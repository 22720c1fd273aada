//! Boundary event records consumed by the correlation engines.
//!
//! Collaborators parse source feeds into these types; validation happens
//! here so the engines can assume finite magnitudes and legal coordinates.

pub mod error;
pub mod event_types;
pub mod geo;

pub use error::EventError;
pub use event_types::{ALL_EVENT_TYPES, CloseApproach, DisasterEvent, EventType};
pub use geo::{EARTH_MEAN_RADIUS_KM, GeoPoint};
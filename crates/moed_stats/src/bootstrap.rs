//! Percentile bootstrap over resampled means.
//!
//! Each resample draws from its own ChaCha stream of one seed, so the
//! resamples can run on the rayon pool and still reproduce exactly.

use rand::{Rng, SeedableRng};
use rand_chacha::ChaCha8Rng;
use rayon::prelude::*;

use crate::stats_types::ConfidenceInterval;

/// Sorted means of `iterations` resamples (with replacement) of `sample`.
///
/// Empty when the sample or iteration count is zero.
pub fn bootstrap_means(sample: &[f64], iterations: usize, seed: u64) -> Vec<f64> {
    let n = sample.len();
    if n == 0 || iterations == 0 {
        return Vec::new();
    }
    let mut means: Vec<f64> = (0..iterations)
        .into_par_iter()
        .map(|i| {
            let mut rng = ChaCha8Rng::seed_from_u64(seed);
            rng.set_stream(i as u64);
            let sum: f64 = (0..n).map(|_| sample[rng.gen_range(0..n)]).sum();
            sum / n as f64
        })
        .collect();
    means.sort_by(f64::total_cmp);
    means
}

/// Linear-interpolated quantile `q` of an ascending slice.
pub fn percentile(sorted: &[f64], q: f64) -> f64 {
    match sorted {
        [] => 0.0,
        [only] => *only,
        _ => {
            let pos = q.clamp(0.0, 1.0) * (sorted.len() - 1) as f64;
            let lo = pos.floor() as usize;
            let hi = pos.ceil() as usize;
            let frac = pos - lo as f64;
            sorted[lo] + (sorted[hi] - sorted[lo]) * frac
        }
    }
}

/// `(α/2, 1 − α/2)` interval of sorted bootstrap means; (0, 0) when empty.
pub fn percentile_interval(sorted_means: &[f64], alpha: f64) -> ConfidenceInterval {
    if sorted_means.is_empty() {
        return ConfidenceInterval::default();
    }
    ConfidenceInterval::new(
        percentile(sorted_means, alpha / 2.0),
        percentile(sorted_means, 1.0 - alpha / 2.0),
    )
}

#[cfg(test)]
mod tests {
    use super::*;

    #[test]
    fn deterministic_for_seed() {
        let sample = [1.0, 4.0, 2.0, 8.0, 5.0, 7.0];
        assert_eq!(
            bootstrap_means(&sample, 200, 7),
            bootstrap_means(&sample, 200, 7)
        );
        assert_ne!(
            bootstrap_means(&sample, 200, 7),
            bootstrap_means(&sample, 200, 8)
        );
    }

    #[test]
    fn constant_sample_collapses() {
        let means = bootstrap_means(&[3.0; 5], 100, 1);
        let ci = percentile_interval(&means, 0.05);
        assert_eq!(ci, ConfidenceInterval::new(3.0, 3.0));
    }

    #[test]
    fn empty_sample() {
        assert!(bootstrap_means(&[], 100, 1).is_empty());
        assert_eq!(percentile_interval(&[], 0.05), ConfidenceInterval::default());
    }

    #[test]
    fn interpolated_percentile() {
        let sorted = [0.0, 10.0, 20.0, 30.0, 40.0];
        assert_eq!(percentile(&sorted, 0.0), 0.0);
        assert_eq!(percentile(&sorted, 0.5), 20.0);
        assert_eq!(percentile(&sorted, 0.125), 5.0);
        assert_eq!(percentile(&sorted, 1.0), 40.0);
    }

    #[test]
    fn ninety_nine_is_wider() {
        let sample: Vec<f64> = (0..40).map(|i| f64::from(i % 7) * 1.5).collect();
        let means = bootstrap_means(&sample, 1000, 42);
        let ci95 = percentile_interval(&means, 0.05);
        let ci99 = percentile_interval(&means, 0.01);
        assert!(ci99.lower <= ci95.lower && ci95.upper <= ci99.upper);
    }
}
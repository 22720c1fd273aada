use chrono::{Duration, TimeZone, Utc};
use criterion::{Criterion, black_box, criterion_group, criterion_main};
use moed_events::{CloseApproach, DisasterEvent, EventType};
use moed_match::{ScoringConfig, match_events};

fn match_bench(c: &mut Criterion) {
    let start = Utc
        .with_ymd_and_hms(2024, 1, 1, 0, 0, 0)
        .single()
        .expect("valid instant");
    let disasters: Vec<DisasterEvent> = (0..2000)
        .map(|i| {
            DisasterEvent::new(
                format!("eq-{i}"),
                EventType::Earthquake,
                start + Duration::hours(i * 4),
                5.0 + f64::from(i as i32 % 40) / 10.0,
            )
            .expect("valid event")
        })
        .collect();
    let approaches: Vec<CloseApproach> = (0..500)
        .map(|i| {
            CloseApproach::new(
                format!("neo-{i}"),
                "synthetic",
                start + Duration::hours(i * 16),
                f64::from(i as i32 % 25) / 500.0,
            )
            .expect("valid approach")
        })
        .collect();
    let config = ScoringConfig::default();

    let mut group = c.benchmark_group("temporal_match");
    group.bench_function("match_2000x500", |b| {
        b.iter(|| {
            match_events(black_box(&disasters), black_box(&approaches), &config)
                .expect("valid config")
        })
    });
    group.finish();
}

criterion_group!(benches, match_bench);
criterion_main!(benches);
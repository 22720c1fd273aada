//! Pearson and Spearman correlation with Student's t p-values.

use statrs::distribution::{ContinuousCDF, StudentsT};

/// Arithmetic mean; 0 for an empty slice.
pub fn mean(values: &[f64]) -> f64 {
    if values.is_empty() {
        return 0.0;
    }
    values.iter().sum::<f64>() / values.len() as f64
}

/// Population standard deviation; 0 for an empty slice.
pub fn population_std(values: &[f64]) -> f64 {
    if values.is_empty() {
        return 0.0;
    }
    let m = mean(values);
    let var = values.iter().map(|v| (v - m).powi(2)).sum::<f64>() / values.len() as f64;
    var.sqrt()
}

/// Pearson product-moment correlation.
///
/// Returns 0 for fewer than two points or when either series has zero
/// variance. Callers pass equal-length slices.
pub fn pearson(a: &[f64], b: &[f64]) -> f64 {
    let n = a.len().min(b.len());
    if n < 2 {
        return 0.0;
    }
    let (a, b) = (&a[..n], &b[..n]);
    let (ma, mb) = (mean(a), mean(b));
    let mut cov = 0.0;
    let mut var_a = 0.0;
    let mut var_b = 0.0;
    for (x, y) in a.iter().zip(b) {
        let (dx, dy) = (x - ma, y - mb);
        cov += dx * dy;
        var_a += dx * dx;
        var_b += dy * dy;
    }
    if var_a == 0.0 || var_b == 0.0 {
        return 0.0;
    }
    (cov / (var_a * var_b).sqrt()).clamp(-1.0, 1.0)
}

/// 1-based ranks; tied values share the average of their positions.
pub fn average_ranks(values: &[f64]) -> Vec<f64> {
    let mut order: Vec<usize> = (0..values.len()).collect();
    order.sort_by(|&i, &j| values[i].total_cmp(&values[j]));

    let mut ranks = vec![0.0; values.len()];
    let mut start = 0;
    while start < order.len() {
        let mut end = start + 1;
        while end < order.len() && values[order[end]] == values[order[start]] {
            end += 1;
        }
        // Positions start..end hold ranks start+1 ..= end.
        let rank = (start + end + 1) as f64 / 2.0;
        for &idx in &order[start..end] {
            ranks[idx] = rank;
        }
        start = end;
    }
    ranks
}

/// Spearman rank correlation (Pearson over average ranks).
pub fn spearman(a: &[f64], b: &[f64]) -> f64 {
    pearson(&average_ranks(a), &average_ranks(b))
}

/// Two-sided p-value for a correlation coefficient over `n` pairs, using
/// Student's t with `n - 2` degrees of freedom.
///
/// Fewer than three pairs leave no degrees of freedom and give 1.
pub fn correlation_p_value(r: f64, n: usize) -> f64 {
    if n < 3 || !r.is_finite() {
        return 1.0;
    }
    if r.abs() >= 1.0 {
        return 0.0;
    }
    let df = (n - 2) as f64;
    let t = r * (df / (1.0 - r * r)).sqrt();
    match StudentsT::new(0.0, 1.0, df) {
        Ok(dist) => (2.0 * (1.0 - dist.cdf(t.abs()))).clamp(0.0, 1.0),
        Err(_) => 1.0,
    }
}

#[cfg(test)]
mod tests {
    use super::*;

    #[test]
    fn perfect_linear() {
        let a: Vec<f64> = (1..=10).map(f64::from).collect();
        let b: Vec<f64> = a.iter().map(|x| 2.0 * x + 1.0).collect();
        assert!((pearson(&a, &b) - 1.0).abs() < 1e-12);
        let c: Vec<f64> = a.iter().map(|x| -x).collect();
        assert!((pearson(&a, &c) + 1.0).abs() < 1e-12);
    }

    #[test]
    fn known_value_and_p() {
        let a = [1.0, 2.0, 3.0, 4.0, 5.0];
        let b = [2.0, 1.0, 4.0, 3.0, 5.0];
        let r = pearson(&a, &b);
        assert!((r - 0.8).abs() < 1e-12);
        let p = correlation_p_value(r, 5);
        assert!((p - 0.1041).abs() < 1e-3, "p = {p}");
    }

    #[test]
    fn zero_variance_is_zero() {
        assert_eq!(pearson(&[1.0, 1.0, 1.0], &[1.0, 2.0, 3.0]), 0.0);
        assert_eq!(correlation_p_value(0.0, 3), 1.0);
    }

    #[test]
    fn too_few_points() {
        assert_eq!(pearson(&[1.0], &[2.0]), 0.0);
        assert_eq!(correlation_p_value(1.0, 2), 1.0);
    }

    #[test]
    fn ranks_average_ties() {
        assert_eq!(average_ranks(&[10.0, 20.0, 20.0, 5.0]), vec![2.0, 3.5, 3.5, 1.0]);
        assert_eq!(average_ranks(&[]), Vec::<f64>::new());
    }

    #[test]
    fn spearman_monotone() {
        let a: Vec<f64> = (1..=8).map(f64::from).collect();
        let b: Vec<f64> = a.iter().map(|x| x.powi(3)).collect();
        assert!((spearman(&a, &b) - 1.0).abs() < 1e-12);
        assert!(pearson(&a, &b) < 1.0);
    }

    #[test]
    fn population_std_basic() {
        assert_eq!(population_std(&[2.0, 4.0, 4.0, 4.0, 5.0, 5.0, 7.0, 9.0]), 2.0);
        assert_eq!(population_std(&[]), 0.0);
    }
}
use chrono::NaiveDate;
use criterion::{Criterion, black_box, criterion_group, criterion_main};
use moed_calendar::{ArithmeticCalendar, CalendarEngine, HebrewCalendar};

fn feasts_bench(c: &mut Criterion) {
    let engine = CalendarEngine::arithmetic();

    let mut group = c.benchmark_group("calendar_feasts");
    group.bench_function("feasts_for_year", |b| {
        b.iter(|| {
            engine
                .feasts_for_year(black_box(2025))
                .expect("feasts should compute")
        })
    });
    group.bench_function("feasts_for_range_century", |b| {
        b.iter(|| {
            engine
                .feasts_for_range(black_box(1950), black_box(2050))
                .expect("feasts should compute")
        })
    });
    group.finish();
}

fn conversion_bench(c: &mut Criterion) {
    let date = NaiveDate::from_ymd_opt(2025, 4, 12).expect("valid date");

    let mut group = c.benchmark_group("calendar_conversion");
    group.bench_function("from_gregorian", |b| {
        b.iter(|| {
            ArithmeticCalendar
                .from_gregorian(black_box(date))
                .expect("conversion should succeed")
        })
    });
    group.finish();
}

criterion_group!(benches, feasts_bench, conversion_bench);
criterion_main!(benches);
//! TOML configuration shared by the `moed` engines.
//!
//! Every section and field is optional; missing values take the engine
//! defaults. [`MoedConfig::load`] and [`MoedConfig::from_toml_str`] validate
//! the result before returning it.
//!
//! ```toml
//! [observer]
//! latitude_deg = 31.7683
//! longitude_deg = 35.2137
//!
//! [tetrad]
//! min_gap_days = 150.0
//! max_gap_days = 210.0
//!
//! [stats]
//! bootstrap_seed = 42
//!
//! [matching]
//! window_days = 7.0
//! [matching.weights]
//! temporal = 0.2
//! ```

pub mod error;

use std::path::Path;

use moed_eclipse::TetradConfig;
use moed_events::GeoPoint;
use moed_match::ScoringConfig;
use moed_stats::StatsConfig;
use serde::{Deserialize, Serialize};
use tracing::debug;

pub use error::ConfigError;

/// Observer position for eclipse visibility. Defaults to Jerusalem.
#[derive(Debug, Clone, Copy, PartialEq, Serialize, Deserialize)]
#[serde(default)]
pub struct ObserverConfig {
    pub latitude_deg: f64,
    pub longitude_deg: f64,
}

impl Default for ObserverConfig {
    fn default() -> Self {
        Self {
            latitude_deg: 31.7683,
            longitude_deg: 35.2137,
        }
    }
}

impl ObserverConfig {
    pub fn location(&self) -> Result<GeoPoint, ConfigError> {
        GeoPoint::new(self.latitude_deg, self.longitude_deg)
            .map_err(|e| ConfigError::Invalid(format!("observer: {e}")))
    }
}

/// Complete configuration file.
#[derive(Debug, Clone, Default, PartialEq, Serialize, Deserialize)]
#[serde(default, deny_unknown_fields)]
pub struct MoedConfig {
    pub observer: ObserverConfig,
    pub tetrad: TetradConfig,
    pub stats: StatsConfig,
    pub matching: ScoringConfig,
}

impl MoedConfig {
    /// Read, parse and validate a TOML file.
    pub fn load(path: impl AsRef<Path>) -> Result<Self, ConfigError> {
        let path = path.as_ref();
        let content = std::fs::read_to_string(path).map_err(|source| ConfigError::Io {
            path: path.to_path_buf(),
            source,
        })?;
        let config = Self::from_toml_str(&content)?;
        debug!(path = %path.display(), "configuration loaded");
        Ok(config)
    }

    /// Parse and validate TOML text.
    pub fn from_toml_str(content: &str) -> Result<Self, ConfigError> {
        let config: Self = toml::from_str(content)?;
        config.validate()?;
        Ok(config)
    }

    /// Check every section.
    pub fn validate(&self) -> Result<(), ConfigError> {
        self.observer.location()?;
        self.tetrad
            .validate()
            .map_err(|e| ConfigError::Invalid(format!("tetrad: {e}")))?;
        self.stats
            .validate()
            .map_err(|e| ConfigError::Invalid(format!("stats: {e}")))?;
        self.matching
            .validate()
            .map_err(|e| ConfigError::Invalid(format!("matching: {e}")))?;
        Ok(())
    }
}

════

- [WHAT THE EXERCISE ASKS]:
Using the entries above, return exactly the lines from the line with "a TOML file." to the line with "self.observer.location()?;", counting both of those lines.

- [YOUR SOLUTION]:
    /// Read, parse and validate a TOML file.
    pub fn load(path: impl AsRef<Path>) -> Result<Self, ConfigError> {
        let path = path.as_ref();
        let content = std::fs::read_to_string(path).map_err(|source| ConfigError::Io {
            path: path.to_path_buf(),
            source,
        })?;
        let config = Self::from_toml_str(&content)?;
        debug!(path = %path.display(), "configuration loaded");
        Ok(config)
    }

    /// Parse and validate TOML text.
    pub fn from_toml_str(content: &str) -> Result<Self, ConfigError> {
        let config: Self = toml::from_str(content)?;
        config.validate()?;
        Ok(config)
    }

    /// Check every section.
    pub fn validate(&self) -> Result<(), ConfigError> {
        self.observer.location()?;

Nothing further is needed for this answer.